Start your cultural excursion by visiting the San José Mission, largest of the San Antonio Spanish missions and known as the "Queen of the Missions.” You'll even experience what it must have looked like over 250 years ago, as it was almost fully restored to its original design in the 1930s.
The Spanish missions–not churches but communities based around the church–were developed on the frontier, so portions of natural habitat provide plenty of opportunities for bird watching. Be sure to also check out the grist mill while you’re visiting, as well as the 270-year old espada acequia, an ancient irrigation system made of a dam and aqueduct.
El Mercado — Photo courtesy of Nile Guide
Next, head downtown to San Antonio’s historic Market Square, a fabulous place to shop and eat and a perfect launch spot for the rest of your day. The locals know this popular shopping spot as "El Mercado," and it's a fantastic place to pick up some trinkets for friends and family back home. Try to plan your excursion for the first Saturday of the month so you can take advantage of the live local entertainment, arts and crafts, special activities for kids, and food booths.
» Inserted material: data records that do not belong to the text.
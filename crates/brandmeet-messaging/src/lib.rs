// SPDX-FileCopyrightText: 2026 Brandmeet Contributors
// SPDX-License-Identifier: MIT OR Apache-2.0

//! In-app messaging: conversation aggregation over the flat `messages`
//! table and the stateful view behind the messages screen.

pub mod conversations;
pub mod view;

pub use conversations::fetch_conversations;
pub use view::{MessagesView, send_message, send_message_to_profile};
Enjoy a wonderful meal where you’ll feel like you’ve actually been transported to Mexico at the Mi Tierra Café y Panadería, conveniently located at the Market Square, for some amazing enchiladas and giant margaritas! This family-owned restaurant has been in business since 1941 and is open 24 hours a day. They provide an incomparably festive atmosphere with roving Mariachi singers, Christmas lights all year and even a bakery with traditional Mexican treats such as cinnamon-laced Mexican hot chocolate and fresh pan dulce.
After a long, luxurious lunch, it’s time for a little cultural education at Casa Rosa, formerly known as the "Museo Alameda," one of the largest Latino museums in the U.S.. Recently acquired by Texas A&M, the appropriately named pink building retains the mission of telling the story of the Latino experience in the United States. Since over half of San Antonio is Hispanic, visiting the Casa Rosa is a great way to get a sense of the local culture and learn about Hispanic interests and traditions.
An inimitable cultural experience, this excursion in San Antonio is sure to be unforgettable.